[Dataset items]
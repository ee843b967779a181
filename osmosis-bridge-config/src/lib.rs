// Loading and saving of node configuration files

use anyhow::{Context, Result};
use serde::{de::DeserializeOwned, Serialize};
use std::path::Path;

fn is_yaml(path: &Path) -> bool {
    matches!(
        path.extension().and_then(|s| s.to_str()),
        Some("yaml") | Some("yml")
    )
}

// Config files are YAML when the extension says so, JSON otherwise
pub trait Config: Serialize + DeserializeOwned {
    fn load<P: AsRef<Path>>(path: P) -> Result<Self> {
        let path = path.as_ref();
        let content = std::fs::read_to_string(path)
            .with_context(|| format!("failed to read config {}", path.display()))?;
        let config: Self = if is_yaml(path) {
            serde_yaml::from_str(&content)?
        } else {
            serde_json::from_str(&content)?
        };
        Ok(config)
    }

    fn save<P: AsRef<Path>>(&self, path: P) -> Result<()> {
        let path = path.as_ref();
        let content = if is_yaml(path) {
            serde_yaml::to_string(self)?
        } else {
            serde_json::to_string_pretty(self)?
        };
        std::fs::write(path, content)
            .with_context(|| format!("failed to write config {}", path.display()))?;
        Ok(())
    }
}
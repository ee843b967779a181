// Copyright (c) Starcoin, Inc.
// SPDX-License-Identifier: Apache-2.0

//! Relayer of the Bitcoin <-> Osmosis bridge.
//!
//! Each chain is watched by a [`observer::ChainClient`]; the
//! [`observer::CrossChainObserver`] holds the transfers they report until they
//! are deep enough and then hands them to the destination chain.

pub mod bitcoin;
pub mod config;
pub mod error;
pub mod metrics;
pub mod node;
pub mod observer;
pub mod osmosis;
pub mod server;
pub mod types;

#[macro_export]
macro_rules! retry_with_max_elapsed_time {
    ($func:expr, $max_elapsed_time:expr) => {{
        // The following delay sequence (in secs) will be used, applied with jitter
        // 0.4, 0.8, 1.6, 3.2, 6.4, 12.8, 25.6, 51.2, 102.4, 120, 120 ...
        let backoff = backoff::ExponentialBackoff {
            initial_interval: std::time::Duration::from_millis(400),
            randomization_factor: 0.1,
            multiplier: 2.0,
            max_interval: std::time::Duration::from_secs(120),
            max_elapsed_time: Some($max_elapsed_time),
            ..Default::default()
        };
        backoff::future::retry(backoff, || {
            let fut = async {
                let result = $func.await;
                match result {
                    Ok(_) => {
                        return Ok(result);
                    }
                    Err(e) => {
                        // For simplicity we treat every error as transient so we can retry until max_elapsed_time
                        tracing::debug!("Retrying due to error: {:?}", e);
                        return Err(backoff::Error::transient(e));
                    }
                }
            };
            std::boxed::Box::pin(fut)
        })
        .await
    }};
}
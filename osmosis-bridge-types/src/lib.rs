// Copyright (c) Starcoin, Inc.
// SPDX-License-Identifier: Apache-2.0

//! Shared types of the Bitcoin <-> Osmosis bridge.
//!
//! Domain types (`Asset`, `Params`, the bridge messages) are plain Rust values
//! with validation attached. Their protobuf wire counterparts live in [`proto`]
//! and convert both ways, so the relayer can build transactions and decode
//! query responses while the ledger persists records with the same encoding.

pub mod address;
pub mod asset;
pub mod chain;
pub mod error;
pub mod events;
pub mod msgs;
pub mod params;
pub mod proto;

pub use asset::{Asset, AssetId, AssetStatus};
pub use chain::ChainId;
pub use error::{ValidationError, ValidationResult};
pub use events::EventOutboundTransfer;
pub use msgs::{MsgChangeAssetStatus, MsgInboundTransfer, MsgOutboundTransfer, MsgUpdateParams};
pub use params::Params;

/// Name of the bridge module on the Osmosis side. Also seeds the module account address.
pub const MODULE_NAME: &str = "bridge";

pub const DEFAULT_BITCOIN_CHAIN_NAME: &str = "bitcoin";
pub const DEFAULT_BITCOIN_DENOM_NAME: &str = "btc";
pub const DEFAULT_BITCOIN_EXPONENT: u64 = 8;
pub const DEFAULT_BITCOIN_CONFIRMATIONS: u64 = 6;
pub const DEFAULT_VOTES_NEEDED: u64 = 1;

* * *

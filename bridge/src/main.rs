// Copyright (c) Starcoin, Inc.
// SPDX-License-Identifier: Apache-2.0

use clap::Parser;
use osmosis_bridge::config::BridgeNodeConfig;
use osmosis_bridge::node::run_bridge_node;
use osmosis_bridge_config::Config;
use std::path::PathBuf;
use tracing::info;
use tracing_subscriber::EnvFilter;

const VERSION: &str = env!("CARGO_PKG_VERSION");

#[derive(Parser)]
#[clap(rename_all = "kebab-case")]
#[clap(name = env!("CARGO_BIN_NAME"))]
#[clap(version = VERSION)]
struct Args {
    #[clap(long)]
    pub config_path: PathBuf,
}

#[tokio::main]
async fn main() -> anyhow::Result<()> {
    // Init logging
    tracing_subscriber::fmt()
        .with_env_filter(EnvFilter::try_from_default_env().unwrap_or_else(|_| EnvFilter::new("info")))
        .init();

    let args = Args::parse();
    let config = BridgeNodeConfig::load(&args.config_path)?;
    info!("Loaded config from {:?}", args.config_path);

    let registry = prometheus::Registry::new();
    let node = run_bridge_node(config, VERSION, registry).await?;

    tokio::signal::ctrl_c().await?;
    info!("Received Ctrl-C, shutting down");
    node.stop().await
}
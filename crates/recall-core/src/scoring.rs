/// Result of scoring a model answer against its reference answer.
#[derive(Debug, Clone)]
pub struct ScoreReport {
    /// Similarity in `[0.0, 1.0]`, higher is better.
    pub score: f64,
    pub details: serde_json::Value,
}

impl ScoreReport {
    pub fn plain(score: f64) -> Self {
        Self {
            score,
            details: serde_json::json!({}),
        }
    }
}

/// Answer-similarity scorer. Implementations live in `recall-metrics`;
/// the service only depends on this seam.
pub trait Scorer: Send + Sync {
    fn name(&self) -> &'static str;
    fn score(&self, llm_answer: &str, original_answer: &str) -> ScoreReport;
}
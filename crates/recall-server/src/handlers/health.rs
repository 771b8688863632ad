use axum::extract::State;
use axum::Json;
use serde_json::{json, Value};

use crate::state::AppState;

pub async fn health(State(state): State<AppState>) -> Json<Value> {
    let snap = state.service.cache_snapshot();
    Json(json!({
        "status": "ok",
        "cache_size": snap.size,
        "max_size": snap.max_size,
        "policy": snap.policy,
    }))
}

- **EXERCISE**: Taking the entries above, print exactly the lines starting at the line with "node.stop().await" and ending at the line with "pub async fn", both included.

- **ANSWER TO THIS PROBLEM**:
    node.stop().await
}
filename crates/recall-core/src/scoring.rs
/// Result of scoring a model answer against its reference answer.
#[derive(Debug, Clone)]
pub struct ScoreReport {
    /// Similarity in `[0.0, 1.0]`, higher is better.
    pub score: f64,
    pub details: serde_json::Value,
}

impl ScoreReport {
    pub fn plain(score: f64) -> Self {
        Self {
            score,
            details: serde_json::json!({}),
        }
    }
}

/// Answer-similarity scorer. Implementations live in `recall-metrics`;
/// the service only depends on this seam.
pub trait Scorer: Send + Sync {
    fn name(&self) -> &'static str;
    fn score(&self, llm_answer: &str, original_answer: &str) -> ScoreReport;
}
filename crates/recall-server/src/handlers/health.rs
repository 771b8688863632ad
use axum::extract::State;
use axum::Json;
use serde_json::{json, Value};

use crate::state::AppState;

pub async fn health(State(state): State<AppState>) -> Json<Value> {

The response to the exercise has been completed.